Figure 1. AAV to generate long (L) and short (S) hFAM161A isoforms.

(A) Untransfected ARPE-19 cells (control) were labeled for FAM161A (green) and centrin (red) with arrowheads indicating co-labeled centrioles. To validate both HS and HL FAM161A cDNAs, ARPE-19 cells were transfected with the HL or HS isoforms and labeled for FAM161A (green). The labeling of overexpressed HS and HL was strong and needed a 20-fold decrease in exposure time compared to the labeling of endogenous FAM161A in untransfected cells. (B) Western blot of ARPE-19 and 661 W cells nontransfected (ctrl) or transfected with expression plasmids for GFP, HL, or HS showed the different sizes of the two protein isoforms. (C) hTERT-RPE1 cells were transfected with either the HL or HS isoforms and labeled for FAM161A (green) and acetylated tubulin (red). Overexpression of both isoforms colocalize with acetylated tubulin. (D) Schematic representation of the different elements combined in the AAV8 vectors produced for in vivo studies. Three versions of regulatory elements were followed by either of the three types of transgene elements. (E–G) GFP expression (arrows) one-month post subretinal injection of AAV2/8-IRBP-GRK1-, FCBR1-F0.4-, and FCBR2-F0.4-GFP vectors.
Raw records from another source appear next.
use arrayvec::ArrayVec;
use itertools::Itertools as _;
use nalgebra::Unit;

use crate::geometry::{BoundingBox, EPSILON, FloatType, Ray, WorldPoint, WorldVector, sign};

use super::{Material, Object};

pub struct Sphere {
    center: WorldPoint,
    radius: FloatType,
    material: Material,
}

impl Sphere {
    pub fn new(center: WorldPoint, radius: FloatType, material: Material) -> Sphere {
        Sphere {
            center,
            radius,
            material,
        }
    }
}

impl Object for Sphere {
    fn intersect(&self, ray: &Ray) -> Option<WorldPoint> {
        if ray.is_degenerate() {
            return None;
        }
        let guide = ray.direction().normalize();

        // Squared distance from the center to the ray's carrier line.
        let d2 = (ray.start - self.center).cross(&guide).norm_squared();
        if d2 > self.radius * self.radius {
            return None;
        }

        let point = if d2 < EPSILON {
            // Center on the line, the perpendicular construction degenerates.
            self.center - guide * self.radius
        } else {
            let t = (self.center - ray.start).cross(&guide);
            let to_line = t.cross(&guide).normalize() * d2.sqrt();
            self.center + to_line - guide * (self.radius * self.radius - d2).sqrt()
        };

        if (point - ray.start).dot(&guide) < 0.0 {
            return None;
        }
        Some(point)
    }

    fn normal_at(&self, point: &WorldPoint) -> Unit<WorldVector> {
        Unit::new_normalize(point - self.center)
    }

    fn bounding_box(&self) -> BoundingBox {
        let r = WorldVector::repeat(self.radius);
        BoundingBox::new(self.center - r, self.center + r)
    }

    fn material(&self) -> &Material {
        &self.material
    }
}

pub const MAX_POLYGON_VERTICES: usize = 8;

/// Planar convex polygon. The `orientation` hint point selects which side of
/// the plane the reported normal faces.
pub struct Polygon {
    vertices: ArrayVec<WorldPoint, MAX_POLYGON_VERTICES>,
    orientation: WorldPoint,
    material: Material,
}

impl Polygon {
    pub fn new(vertices: impl IntoIterator<Item = WorldPoint>, material: Material) -> Polygon {
        let vertices: ArrayVec<WorldPoint, MAX_POLYGON_VERTICES> = vertices.into_iter().collect();
        assert2::assert!(vertices.len() >= 3);
        Polygon {
            vertices,
            orientation: WorldPoint::origin(),
            material,
        }
    }

    pub fn triangle(vertices: [WorldPoint; 3], material: Material) -> Polygon {
        Polygon::new(vertices, material)
    }

    pub fn quadrangle(vertices: [WorldPoint; 4], material: Material) -> Polygon {
        Polygon::new(vertices, material)
    }

    pub fn with_orientation(mut self, orientation: WorldPoint) -> Polygon {
        self.orientation = orientation;
        self
    }

    fn base_normal(&self) -> WorldVector {
        (self.vertices[1] - self.vertices[0])
            .cross(&(self.vertices[2] - self.vertices[0]))
            .normalize()
    }

    fn oriented_normal(&self) -> WorldVector {
        let normal = self.base_normal();
        if sign(normal.dot(&(self.orientation - self.vertices[0]))) < 0 {
            -normal
        } else {
            normal
        }
    }

    /// Sign-consistency test against every edge; points on an edge count as inside.
    fn contains_point(&self, point: &WorldPoint) -> bool {
        let normal = self.base_normal();
        let mut positive = false;
        let mut negative = false;
        for (a, b) in self.vertices.iter().circular_tuple_windows() {
            match sign((a - point).cross(&(b - point)).dot(&normal)) {
                1 => positive = true,
                -1 => negative = true,
                _ => {}
            }
        }
        !(positive && negative)
    }
}

impl Object for Polygon {
    fn intersect(&self, ray: &Ray) -> Option<WorldPoint> {
        if ray.is_degenerate() {
            return None;
        }
        let guide = ray.direction();
        let normal = self.base_normal();

        let d = normal.dot(&(self.vertices[0] - ray.start));
        let e = normal.dot(&guide);

        // sign(e) == 0: parallel to the plane. sign(d) == 0: start on the
        // plane. Differing signs put the crossing behind the start.
        if sign(e) == 0 || sign(d) != sign(e) {
            return None;
        }

        let point = ray.start + guide * (d / e);
        self.contains_point(&point).then_some(point)
    }

    fn normal_at(&self, _point: &WorldPoint) -> Unit<WorldVector> {
        Unit::new_normalize(self.oriented_normal())
    }

    fn bounding_box(&self) -> BoundingBox {
        let mut low = self.vertices[0];
        let mut high = self.vertices[0];
        for v in &self.vertices[1..] {
            low = low.coords.zip_map(&v.coords, FloatType::min).into();
            high = high.coords.zip_map(&v.coords, FloatType::max).into();
        }
        BoundingBox::new(low, high)
    }

    fn material(&self) -> &Material {
        &self.material
    }
}
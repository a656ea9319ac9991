use ordered_float::OrderedFloat;

use crate::geometry::{Ray, WorldPoint};
use crate::scene::ObjectStore;

use super::{Hit, KdNode, KdTree, NodeKind};

impl KdTree {
    /// Nearest-hit query along `ray`, front to back.
    ///
    /// Descends toward the subtree containing the ray's entry point first,
    /// deferring the far sibling on an explicit stack, so the first accepted
    /// leaf hit is the globally nearest one.
    pub fn trace(&self, objects: &ObjectStore, ray: &Ray) -> Option<Hit> {
        let (mut near, mut far) = self.root.bounds.intersect(ray)?;

        let mut stack: Vec<(&KdNode, WorldPoint)> = Vec::new();
        let mut current = &self.root;

        loop {
            match &current.kind {
                NodeKind::Leaf { candidates } => {
                    if let Some(hit) = nearest_leaf_hit(current, candidates, objects, ray) {
                        return Some(hit);
                    }

                    // Resume the closest deferred sibling; its interval
                    // starts where the current one ended.
                    let (node, deferred_far) = stack.pop()?;
                    current = node;
                    near = far;
                    far = deferred_far;
                }
                NodeKind::Inner {
                    axis,
                    coordinate,
                    left,
                    right,
                } => {
                    let near_is_left = near[*axis] < *coordinate;
                    let far_is_left = far[*axis] < *coordinate;

                    if near_is_left != far_is_left {
                        let far_child = if far_is_left { left } else { right };
                        stack.push((far_child, far));
                        // Clip the segment to the near side at the split plane.
                        let t = (coordinate - near[*axis]).abs() / (far[*axis] - near[*axis]).abs();
                        far = near + (far - near) * t;
                    }
                    current = if near_is_left { left } else { right };
                }
            }
        }
    }
}

/// Closest accepted candidate hit in a leaf.
///
/// A hit is only accepted when it lies within the leaf's own bounds: an
/// object straddling split planes is a candidate in several leaves, and a
/// hit belonging to a farther leaf must not short-circuit the front-to-back
/// order. This guard is the only duplicate suppression in the tree.
fn nearest_leaf_hit(
    node: &KdNode,
    candidates: &[crate::scene::ObjectIdx],
    objects: &ObjectStore,
    ray: &Ray,
) -> Option<Hit> {
    candidates
        .iter()
        .filter_map(|&object| {
            let point = objects[object].intersect(ray)?;
            node.bounds.contains(&point).then_some(Hit { object, point })
        })
        .min_by_key(|hit| OrderedFloat((hit.point - ray.start).norm_squared()))
}
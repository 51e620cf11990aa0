//! Input validation errors.

use rust_decimal::Decimal;
use thiserror::Error;

/// The caller passed a structurally invalid snapshot or horizon.
///
/// These are never retried; the caller must validate and re-prompt.
#[derive(Debug, Clone, PartialEq, Eq, Error)]
pub enum InputError {
    /// A money field that must be non-negative was negative.
    #[error("{field} cannot be negative: {value}")]
    NegativeAmount {
        /// Name of the offending field.
        field: &'static str,
        /// The rejected value.
        value: Decimal,
    },

    /// Projection horizon must cover at least one month.
    #[error("Projection horizon must be at least 1 month, got {0}")]
    InvalidHorizon(u32),
}
//! Risk classifier.

use runway_shared::config::RiskConfig;
use tracing::debug;

use super::types::{RecommendationTable, RiskAssessment, RiskLevel, RiskThresholds};
use crate::projection::ProjectionResult;
use crate::snapshot::FinancialSnapshot;

/// Maps a projection and the current surplus to a risk tier.
#[derive(Debug, Clone, Default)]
pub struct RiskClassifier {
    thresholds: RiskThresholds,
    recommendations: RecommendationTable,
}

impl RiskClassifier {
    /// Creates a classifier with explicit thresholds and advice.
    #[must_use]
    pub const fn new(thresholds: RiskThresholds, recommendations: RecommendationTable) -> Self {
        Self {
            thresholds,
            recommendations,
        }
    }

    /// Creates a classifier from the `[risk]` configuration section.
    #[must_use]
    pub fn from_config(config: &RiskConfig) -> Self {
        Self::new(
            RiskThresholds::from(config),
            RecommendationTable::from(&config.recommendations),
        )
    }

    /// Thresholds in use.
    #[must_use]
    pub const fn thresholds(&self) -> &RiskThresholds {
        &self.thresholds
    }

    /// Determines the risk tier. First match wins:
    ///
    /// 1. insolvency within `high_within_months` -> `High`
    /// 2. insolvency within `medium_within_months` -> `Medium`
    /// 3. monthly surplus below `min_healthy_surplus` -> `Medium`
    /// 4. otherwise -> `Low`
    #[must_use]
    pub fn level(&self, snapshot: &FinancialSnapshot, projection: &ProjectionResult) -> RiskLevel {
        let thresholds = &self.thresholds;

        match projection.insolvency_month {
            Some(month) if month <= thresholds.high_within_months => RiskLevel::High,
            Some(month) if month <= thresholds.medium_within_months => RiskLevel::Medium,
            _ if snapshot.monthly_surplus() < thresholds.min_healthy_surplus => RiskLevel::Medium,
            _ => RiskLevel::Low,
        }
    }

    /// Classifies a projection and attaches the tier's advice.
    #[must_use]
    pub fn classify(
        &self,
        snapshot: &FinancialSnapshot,
        projection: ProjectionResult,
    ) -> RiskAssessment {
        let level = self.level(snapshot, &projection);
        debug!(
            %level,
            insolvency_month = ?projection.insolvency_month,
            surplus = %snapshot.monthly_surplus(),
            "classified risk"
        );

        RiskAssessment {
            level,
            recommendations: self.recommendations.for_level(level).to_vec(),
            projection,
        }
    }
}
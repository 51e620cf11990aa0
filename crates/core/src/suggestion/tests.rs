//! Property-based tests for suggestion module.

use proptest::prelude::*;
use rust_decimal::Decimal;

use super::service::SuggestionService;
use super::types::{Difficulty, SavingSuggestion};

fn difficulty() -> impl Strategy<Value = Difficulty> {
    prop_oneof![
        Just(Difficulty::Easy),
        Just(Difficulty::Medium),
        Just(Difficulty::Hard),
    ]
}

fn suggestion() -> impl Strategy<Value = SavingSuggestion> {
    ("[a-z]{1,12}", 0i64..10_000_000, difficulty()).prop_map(|(title, cents, difficulty)| {
        SavingSuggestion::new(title, "", "General", Decimal::new(cents, 2), difficulty)
    })
}

fn catalog() -> impl Strategy<Value = Vec<SavingSuggestion>> {
    prop::collection::vec(suggestion(), 0..20)
}

proptest! {
    /// total_annual == total_monthly * 12, including the empty catalog.
    #[test]
    fn prop_annual_is_twelve_months(catalog in catalog()) {
        let summary = SuggestionService::summarize(&catalog);

        prop_assert_eq!(summary.total_annual, summary.total_monthly * Decimal::from(12));
    }

    /// total_monthly is the sum of every suggestion and order is kept.
    #[test]
    fn prop_summary_keeps_catalog(catalog in catalog()) {
        let summary = SuggestionService::summarize(&catalog);
        let expected: Decimal = catalog.iter().map(|s| s.potential_monthly_saving).sum();

        prop_assert_eq!(summary.total_monthly, expected);
        prop_assert_eq!(summary.suggestions, catalog);
    }

    /// Difficulty totals partition the monthly total.
    #[test]
    fn prop_difficulty_totals_partition(catalog in catalog()) {
        let summary = SuggestionService::summarize(&catalog);
        let totals = summary.by_difficulty();

        prop_assert_eq!(totals.easy + totals.medium + totals.hard, summary.total_monthly);
    }

    /// Ranking is a non-increasing permutation of the catalog.
    #[test]
    fn prop_ranking_is_sorted(catalog in catalog()) {
        let ranked = SuggestionService::rank_by_saving(&catalog);

        prop_assert_eq!(ranked.len(), catalog.len());
        for pair in ranked.windows(2) {
            prop_assert!(pair[0].potential_monthly_saving >= pair[1].potential_monthly_saving);
        }
        prop_assert_eq!(
            SuggestionService::summarize(&ranked).total_monthly,
            SuggestionService::summarize(&catalog).total_monthly
        );
    }
}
Scale bar in (A, C) 25 μm and (E) 100 μm. HS human short isoform, HL human long isoform, Ac-Tub acetylated Tubulin, ONL outer nuclear layer, INL inner nuclear layer, RPE retinal pigment epithelium. Data information: Results in (A) are representatives of four (ARPE-19) and two (661 W) independent experiments. One sample for each condition and each experiment was processed for immunocytochemistry. Data obtained in (C) were generated from one single experiment. Results in (E–G) are representative of 5, 12, and 5 experiments, respectively, with the corresponding eye number processed for IHC: n = 12, 6, and 9. Source data are available online for this figure.